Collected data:
* * *

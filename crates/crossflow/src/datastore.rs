use std::{
    cell::RefCell,
    fmt,
    path::{Path, PathBuf},
    rc::Rc,
};

use ahash::{HashMap, HashMapExt};
use crossflow_lib::{
    NotFoundError, ObserverHandle, Section, SectionId, SectionRepository, Subject, Track, TrackId,
    TrackImage, TrackRepository,
};

/// Parses track files into domain tracks plus the video they were detected
/// on. Implemented outside this core, next to the file formats.
pub trait TrackParser {
    fn parse(&self, file: &Path) -> anyhow::Result<(Vec<Track>, PathBuf)>;
}

/// Parses and serializes section files. The serialized form is the mapping
/// produced by [`Section::serialize`]; durability is the implementor's
/// concern.
pub trait SectionParser {
    fn parse(&self, file: &Path) -> anyhow::Result<Vec<Section>>;
    fn serialize(&self, sections: &[Section], file: &Path) -> anyhow::Result<()>;
}

/// Decodes single frames out of a video file.
///
/// This is a synchronous call into an external collaborator; it blocks the
/// event loop for its duration.
pub trait VideoReader {
    type Image: TrackImage;

    /// Get the frame of `video` at `index`.
    fn get_frame(&self, video: &Path, index: u32) -> anyhow::Result<Self::Image>;
}

/// Error for a frame index past the end of the video, for [`VideoReader`]
/// implementations to return.
#[derive(Clone, Copy, Debug, PartialEq, Eq)]
pub struct FrameDoesNotExistError {
    pub index: u32,
}

impl fmt::Display for FrameDoesNotExistError {
    fn fmt(&self, f: &mut fmt::Formatter<'_>) -> fmt::Result {
        write!(f, "frame number '{}' does not exist", self.index)
    }
}

impl std::error::Error for FrameDoesNotExistError {}

/// Central access point to the loaded domain data.
///
/// Owns the repositories and the parser/reader collaborators. Cloning yields
/// another handle to the same data. Load operations fire the list-mutation
/// notifications downstream state reacts to; notifications run after all
/// interior borrows are released, so observers are free to read back.
pub struct Datastore<R: VideoReader> {
    track_repository: TrackRepository,
    section_repository: Rc<RefCell<SectionRepository>>,
    section_observers: Subject<Vec<SectionId>>,
    track_parser: Rc<dyn TrackParser>,
    section_parser: Rc<dyn SectionParser>,
    video_reader: Rc<R>,
    track_videos: Rc<RefCell<HashMap<TrackId, PathBuf>>>,
}

impl<R: VideoReader> Clone for Datastore<R> {
    fn clone(&self) -> Self {
        Self {
            track_repository: self.track_repository.clone(),
            section_repository: Rc::clone(&self.section_repository),
            section_observers: self.section_observers.clone(),
            track_parser: Rc::clone(&self.track_parser),
            section_parser: Rc::clone(&self.section_parser),
            video_reader: Rc::clone(&self.video_reader),
            track_videos: Rc::clone(&self.track_videos),
        }
    }
}

impl<R: VideoReader> Datastore<R> {
    pub fn new(
        track_parser: Rc<dyn TrackParser>,
        section_parser: Rc<dyn SectionParser>,
        video_reader: Rc<R>,
    ) -> Self {
        Self {
            track_repository: TrackRepository::new(),
            section_repository: Rc::new(RefCell::new(SectionRepository::new())),
            section_observers: Subject::new(),
            track_parser,
            section_parser,
            video_reader,
            track_videos: Rc::new(RefCell::new(HashMap::new())),
        }
    }

    /// Listen to changes of the track list.
    pub fn register_tracks_observer(
        &self,
        observer: impl Fn(&Vec<TrackId>) -> anyhow::Result<()> + 'static,
    ) -> ObserverHandle {
        self.track_repository.register_tracks_observer(observer)
    }

    /// Listen to changes of the section list.
    pub fn register_sections_observer(
        &self,
        observer: impl Fn(&Vec<SectionId>) -> anyhow::Result<()> + 'static,
    ) -> ObserverHandle {
        self.section_observers.register(observer)
    }

    /// Parse `file` and add the contained tracks to the repository. Fires
    /// the track-list notification.
    pub fn load_track_file(&self, file: &Path) -> anyhow::Result<()> {
        let (tracks, video) = self.track_parser.parse(file)?;
        {
            let mut videos = self.track_videos.borrow_mut();
            for track in &tracks {
                videos.insert(track.id(), video.clone());
            }
        }
        tracing::debug!(file = %file.display(), count = tracks.len(), "loaded track file");
        self.track_repository.add_all(tracks)
    }

    /// Parse `file` and add the contained sections to the repository. Fires
    /// the section-list notification.
    pub fn load_section_file(&self, file: &Path) -> anyhow::Result<()> {
        let sections = self.section_parser.parse(file)?;
        let ids: Vec<SectionId> = sections
            .iter()
            .map(|section| section.id().clone())
            .collect();
        self.section_repository.borrow_mut().add_all(sections);
        tracing::debug!(file = %file.display(), count = ids.len(), "loaded section file");
        self.section_observers.notify(&ids)
    }

    /// Write all current sections through the section parser.
    pub fn save_section_file(&self, file: &Path) -> anyhow::Result<()> {
        let sections = self.section_repository.borrow().get_all();
        self.section_parser.serialize(&sections, file)
    }

    pub fn add_section(&self, section: Section) {
        self.section_repository.borrow_mut().add(section);
    }

    pub fn remove_section(&self, id: &SectionId) -> Result<Section, NotFoundError> {
        self.section_repository.borrow_mut().remove(id)
    }

    pub fn get_all_tracks(&self) -> Vec<Track> {
        self.track_repository.get_all()
    }

    pub fn get_all_sections(&self) -> Vec<Section> {
        self.section_repository.borrow().get_all()
    }

    /// The base frame for `track_id`, or `None` if no video is known for the
    /// track or the frame cannot be fetched.
    pub fn get_image_of_track(&self, track_id: &TrackId) -> Option<R::Image> {
        let video = self.track_videos.borrow().get(track_id).cloned()?;
        let frame = self.track_repository.get(track_id)?.first_frame();
        match self.video_reader.get_frame(&video, frame) {
            Ok(image) => Some(image),
            Err(err) => {
                tracing::warn!(track = track_id.raw(), "failed to read frame: {err:#}");
                None
            }
        }
    }
}
use crossflow_lib::{Section, Track, TrackImage};

/// Configuration for one overlay render.
///
/// An explicit, immutable record: construct with `PlotOptions::default()` and
/// override fields as needed. Defaults are fixed values, never shared state.
#[derive(Clone, Debug, PartialEq)]
pub struct PlotOptions {
    /// Vehicle classes included in the plot.
    pub filter_classes: Vec<String>,
    /// Tracks spanning fewer frames than this are skipped.
    pub num_min_frames: u32,
    /// Start of the plotted time window; `None` means open.
    pub start_time: Option<String>,
    /// End of the plotted time window.
    pub end_time: String,
    /// Mark the start and end point of each track.
    pub start_end: bool,
    /// Draw the section overlays.
    pub plot_sections: bool,
    /// Overlay transparency.
    pub alpha: f64,
}

impl Default for PlotOptions {
    fn default() -> Self {
        Self {
            filter_classes: ["car", "motorcycle", "person", "truck", "bicycle", "train"]
                .map(str::to_owned)
                .into(),
            num_min_frames: 30,
            start_time: None,
            end_time: "2022-09-15 07:05:00".to_owned(),
            start_end: true,
            plot_sections: true,
            alpha: 0.1,
        }
    }
}

/// External overlay renderer.
///
/// Implementations draw the given tracks and sections onto a transparent
/// image of exactly `width` by `height` pixels.
pub trait TrackPlotter<I: TrackImage> {
    fn plot(
        &self,
        tracks: &[Track],
        sections: &[Section],
        width: u32,
        height: u32,
        options: &PlotOptions,
    ) -> I;
}

#[cfg(test)]
mod tests {
    use super::PlotOptions;

    #[test]
    fn documented_defaults() {
        let options = PlotOptions::default();
        assert_eq!(
            options.filter_classes,
            ["car", "motorcycle", "person", "truck", "bicycle", "train"]
        );
        assert_eq!(options.num_min_frames, 30);
        assert_eq!(options.start_time, None);
        assert_eq!(options.end_time, "2022-09-15 07:05:00");
        assert!(options.start_end);
        assert!(options.plot_sections);
        assert_eq!(options.alpha, 0.1);
    }
}
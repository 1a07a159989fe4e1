use std::{cell::RefCell, rc::Rc};

use crossflow_lib::{ObserverHandle, Subject};

/// A single observable value.
///
/// Cloning yields another handle to the same cell. Unlike the selection
/// states, `set` does not deduplicate: storing a value equal to the current
/// one still notifies every observer.
pub struct BindableProperty<V> {
    value: Rc<RefCell<Option<V>>>,
    observers: Subject<Option<V>>,
}

impl<V> Clone for BindableProperty<V> {
    fn clone(&self) -> Self {
        Self {
            value: Rc::clone(&self.value),
            observers: self.observers.clone(),
        }
    }
}

impl<V: Clone> BindableProperty<V> {
    pub fn new() -> Self {
        Self {
            value: Rc::new(RefCell::new(None)),
            observers: Subject::new(),
        }
    }

    /// Listen to every `set` on this cell.
    pub fn register(
        &self,
        observer: impl Fn(&Option<V>) -> anyhow::Result<()> + 'static,
    ) -> ObserverHandle {
        self.observers.register(observer)
    }

    /// Store `value`, then notify all observers with it. The storage borrow
    /// is released before observers run, so they may read the cell.
    pub fn set(&self, value: Option<V>) -> anyhow::Result<()> {
        *self.value.borrow_mut() = value.clone();
        self.observers.notify(&value)
    }

    /// The last value passed to [`set`](Self::set), or `None` if never set.
    pub fn get(&self) -> Option<V> {
        self.value.borrow().clone()
    }
}

impl<V: Clone> Default for BindableProperty<V> {
    fn default() -> Self {
        Self::new()
    }
}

* * *

• Instructions for the task:
Taking the entries from their first line through the line with "pub trait TrackParser", inclusive, restate each line word for word and give nothing else.

• Solution below:
filename crates/crossflow/src/datastore.rs
use std::{
    cell::RefCell,
    fmt,
    path::{Path, PathBuf},
    rc::Rc,
};

use ahash::{HashMap, HashMapExt};
use crossflow_lib::{
    NotFoundError, ObserverHandle, Section, SectionId, SectionRepository, Subject, Track, TrackId,
    TrackImage, TrackRepository,
};

/// Parses track files into domain tracks plus the video they were detected
/// on. Implemented outside this core, next to the file formats.
pub trait TrackParser {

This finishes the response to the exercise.